In this particular office, a sub-par employee had so many chances to recover from past performance that it was an ongoing joke among the employees that we could set the building ablaze and nothing of consequence would happen. If our perceptions of this climate were anywhere close to the truth, this supervisor stood out. In a corporate climate of managers defining supervisors on their creative abilities to retain employees and receive quality, employee review scores from those employees, our supervisor was an aberration. I do not know if the numbers we produced for him placed him above reproach among his superiors, or if my fellow employees were afraid to score low on their reviews during his tenure as their boss, but he managed to remain a supervisor of a team that hated him. If the reader knows anything about the corporate climate of America today, and the constant reviews employees and their bosses undergo, they know that is a near-herculean chore. 

The walk to an unscheduled, closed-door, one-on-one with this supervisor was equivalent to a criminal suspect being frog marched into a courthouse. The audience of it found themselves caught between trying to see the emotions on accused’s face and trying to look away to preserve the accused’s dignity. These moments informed us that in a world of supervisors claiming to have our back, in closed-door sessions with Human Resources and their managers, we had one that had so little concern for us that he did not even try to fake the support other supervisors did.  

Those of us who worked under this hard ass boss knew he would not defend us, even if we had verifiable reasons that warranted a defense.
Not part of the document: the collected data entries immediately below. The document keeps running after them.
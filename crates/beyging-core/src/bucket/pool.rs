use std::collections::HashMap;
use std::fs::File;
use std::io::{self, BufRead, BufReader};
use std::path::{Path, PathBuf};

use rand::seq::SliceRandom;
use rand::Rng;
use tracing::debug;

use super::{bucket_path, BucketError};

/// Read-side bucket store.
///
/// Bucket files are loaded on first use and memoized. A bucket missing
/// from `loaded` has not been read yet; a present but empty list means the
/// file was absent or blank.
#[derive(Debug)]
pub struct BucketPool {
    name: String,
    dir: PathBuf,
    loaded: HashMap<usize, Vec<String>>,
}

impl BucketPool {
    pub fn new(name: &str, dir: &Path) -> Self {
        Self {
            name: name.to_string(),
            dir: dir.to_path_buf(),
            loaded: HashMap::new(),
        }
    }

    pub fn is_loaded(&self, bucket: usize) -> bool {
        self.loaded.contains_key(&bucket)
    }

    /// Lemmas of `bucket`, reading its file on first access. A missing file
    /// yields an empty bucket.
    pub fn load(&mut self, bucket: usize) -> Result<&[String], BucketError> {
        if !self.loaded.contains_key(&bucket) {
            let lemmas = self.read_file(bucket)?;
            debug!(store = %self.name, bucket, lemmas = lemmas.len(), "loaded bucket");
            self.loaded.insert(bucket, lemmas);
        }
        Ok(self.loaded.get(&bucket).map(Vec::as_slice).unwrap_or_default())
    }

    /// Draw one lemma uniformly at random from `bucket`.
    pub fn choose<R: Rng + ?Sized>(
        &mut self,
        bucket: usize,
        rng: &mut R,
    ) -> Result<&str, BucketError> {
        if !self.loaded.contains_key(&bucket) {
            self.load(bucket)?;
        }
        match self.loaded.get(&bucket).and_then(|lemmas| lemmas.choose(rng)) {
            Some(lemma) => Ok(lemma.as_str()),
            None => Err(BucketError::Empty {
                name: self.name.clone(),
                bucket,
            }),
        }
    }

    fn read_file(&self, bucket: usize) -> Result<Vec<String>, BucketError> {
        let path = bucket_path(&self.dir, &self.name, bucket);
        let file = match File::open(&path) {
            Ok(file) => file,
            Err(e) if e.kind() == io::ErrorKind::NotFound => return Ok(Vec::new()),
            Err(e) => return Err(e.into()),
        };
        let mut lemmas = Vec::new();
        for line in BufReader::new(file).lines() {
            let line = line?;
            let lemma = line.trim();
            if !lemma.is_empty() {
                lemmas.push(lemma.to_string());
            }
        }
        Ok(lemmas)
    }
}
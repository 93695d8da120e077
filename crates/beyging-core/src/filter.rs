//! Lemma eligibility checks.
//!
//! A lemma is kept only if its inflection is unambiguous: a single
//! dictionary meaning of the expected category, and no word form that is
//! shared with another headword or category.

use std::collections::BTreeSet;
use std::fmt;

use crate::frequency::FrequencyIndex;
use crate::lexicon::{Category, Lexicon};
use crate::settings::FilterSettings;

/// Why a lemma was left out.
#[derive(Debug, Clone, PartialEq, Eq)]
pub enum Rejection {
    ProperNoun,
    DenyListed,
    ExcludedSuffix,
    /// Zero or several dictionary meanings.
    MeaningCount(usize),
    CategoryMismatch { expected: Category, found: Category },
    AmbiguousForm(String),
}

impl Rejection {
    /// Short reason key for stats and logs.
    pub fn kind(&self) -> &'static str {
        match self {
            Self::ProperNoun => "proper_noun",
            Self::DenyListed => "deny_listed",
            Self::ExcludedSuffix => "excluded_suffix",
            Self::MeaningCount(_) => "meaning_count",
            Self::CategoryMismatch { .. } => "category_mismatch",
            Self::AmbiguousForm(_) => "ambiguous_form",
        }
    }
}

impl fmt::Display for Rejection {
    fn fmt(&self, f: &mut fmt::Formatter<'_>) -> fmt::Result {
        match self {
            Self::ProperNoun => write!(f, "capitalized (proper noun)"),
            Self::DenyListed => write!(f, "on the deny-list"),
            Self::ExcludedSuffix => write!(f, "excluded suffix"),
            Self::MeaningCount(n) => write!(f, "{n} dictionary meanings"),
            Self::CategoryMismatch { expected, found } => {
                write!(f, "category {found}, expected {expected}")
            }
            Self::AmbiguousForm(form) => write!(f, "word form '{form}' belongs to another lemma"),
        }
    }
}

/// Filters lemmas against a lexicon.
pub struct LemmaFilter<'a, L: Lexicon + ?Sized> {
    lexicon: &'a L,
    settings: &'a FilterSettings,
}

impl<'a, L: Lexicon + ?Sized> LemmaFilter<'a, L> {
    pub fn new(lexicon: &'a L, settings: &'a FilterSettings) -> Self {
        Self { lexicon, settings }
    }

    /// Check a noun lemma of the given gender. Returns its distinct word forms.
    pub fn check_noun(&self, lemma: &str, gender: &Category) -> Result<BTreeSet<String>, Rejection> {
        if lemma.chars().next().is_some_and(char::is_uppercase) {
            return Err(Rejection::ProperNoun);
        }
        if self.settings.avoid_nouns.contains(lemma) {
            return Err(Rejection::DenyListed);
        }
        self.check_unambiguous(lemma, gender)
    }

    /// Check an adjective lemma. Returns its distinct word forms.
    pub fn check_adjective(&self, lemma: &str) -> Result<BTreeSet<String>, Rejection> {
        if lemma.ends_with(&self.settings.excluded_adjective_suffix) {
            return Err(Rejection::ExcludedSuffix);
        }
        if self.settings.avoid_adjectives.contains(lemma) {
            return Err(Rejection::DenyListed);
        }
        self.check_unambiguous(lemma, &Category::Adjective)
    }

    fn check_unambiguous(
        &self,
        lemma: &str,
        category: &Category,
    ) -> Result<BTreeSet<String>, Rejection> {
        let meanings = self.lexicon.lookup_lemmas(lemma);
        let [meaning] = meanings.as_slice() else {
            return Err(Rejection::MeaningCount(meanings.len()));
        };
        if &meaning.category != category {
            return Err(Rejection::CategoryMismatch {
                expected: category.clone(),
                found: meaning.category.clone(),
            });
        }

        let forms: BTreeSet<String> = self
            .lexicon
            .lookup_forms(lemma, category)
            .into_iter()
            .map(|e| e.form)
            .collect();

        for form in &forms {
            let shared = self
                .lexicon
                .lookup(form)
                .iter()
                .any(|e| !e.is_of(lemma, category));
            if shared {
                return Err(Rejection::AmbiguousForm(form.clone()));
            }
        }
        Ok(forms)
    }
}

/// Sum of corpus counts over a lemma's word forms.
pub fn total_frequency<F: FrequencyIndex + ?Sized>(index: &F, forms: &BTreeSet<String>) -> u64 {
    forms.iter().map(|form| index.freq(form)).sum()
}
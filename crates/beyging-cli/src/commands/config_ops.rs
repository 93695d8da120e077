use std::fs;

use beyging_core::settings::{self, Settings};

pub fn export_config() {
    print!("{}", settings::default_toml());
}

/// Embedded defaults, or the validated TOML file at `path`.
pub fn load_settings(path: Option<&str>) -> Settings {
    let Some(path) = path else {
        return Settings::default();
    };
    let content = die!(fs::read_to_string(path), "Error reading {path}: {}");
    die!(settings::parse_settings_toml(&content), "Error in {path}: {}")
}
We figured that if we had that reason that we might have to go to our Human Resources department to mount our own defense, and there was also a sneaking suspicion that we might have to mount a defense against him in that meeting.

This resulted in most of us believing that he cared little about us and only about advancing his mystique, until it advanced him within the company. Was this a fair characterization? It might not have been, but it was pervasive throughout the team, and he never did anything to dispel us of this notion.

Thus, when I was frog marched into my first unscheduled one-on-one session with him, I was astonished to find out that not only did I receive the least severe punishment possible, but I didn’t receive the punishment specifically proscribed for my offense. He informed me of the charges against me, and he provided print outs of my action in the event that I might mount a defense, and then he cut my punishment in half. He did so in a congenial manner that I found unsettling, and his unassuming smile of sympathy was so shocking that I experienced an inexplicable disappointment.

Another inexplicable emotion I experienced was a diminished respect for him that I couldn’t avoid pursuing. My characterization of him, compiled data furnished by him and the group thought that pronounced such characterizations after all of his actions, left me with blanks to fill that included pleasant and unassuming characteristics.

He offered me another pleasant and unassuming smile in the silence that followed.

“See, I’m not such a bad guy,” he said.

Had he had asked me what I thought of this side of him, before I left the boardroom, I would’ve told him that he would have been better off refraining from all that smiling. “Smiles look weird on your face,” is something I might have said. I would have added that there was nothing unusual, or unattractive about that smile, but that it just looked odd on him. I also would have informed him that we both would’ve been better off if just gave me the proscribed punishment for my offense. I would’ve told him that the mystique he had a hand in creating, and that which was so firmly entrenched by the time I entered this boardroom, placed him in a no-win situation … “If,” I would add, “it is your hope that I like you, or in anyway consider you to be something other than a bad guy.” I would’ve informed him that once you establish a firm, hard-ass leadership mystique, doing otherwise will only lead the recipient of your leniency to believe that you are flexing an authoritative muscle in a condescending reminder to those under your stewardship that they will forever be subjected to your whims and moods, until they leave the room loathing you more than they had when they entered.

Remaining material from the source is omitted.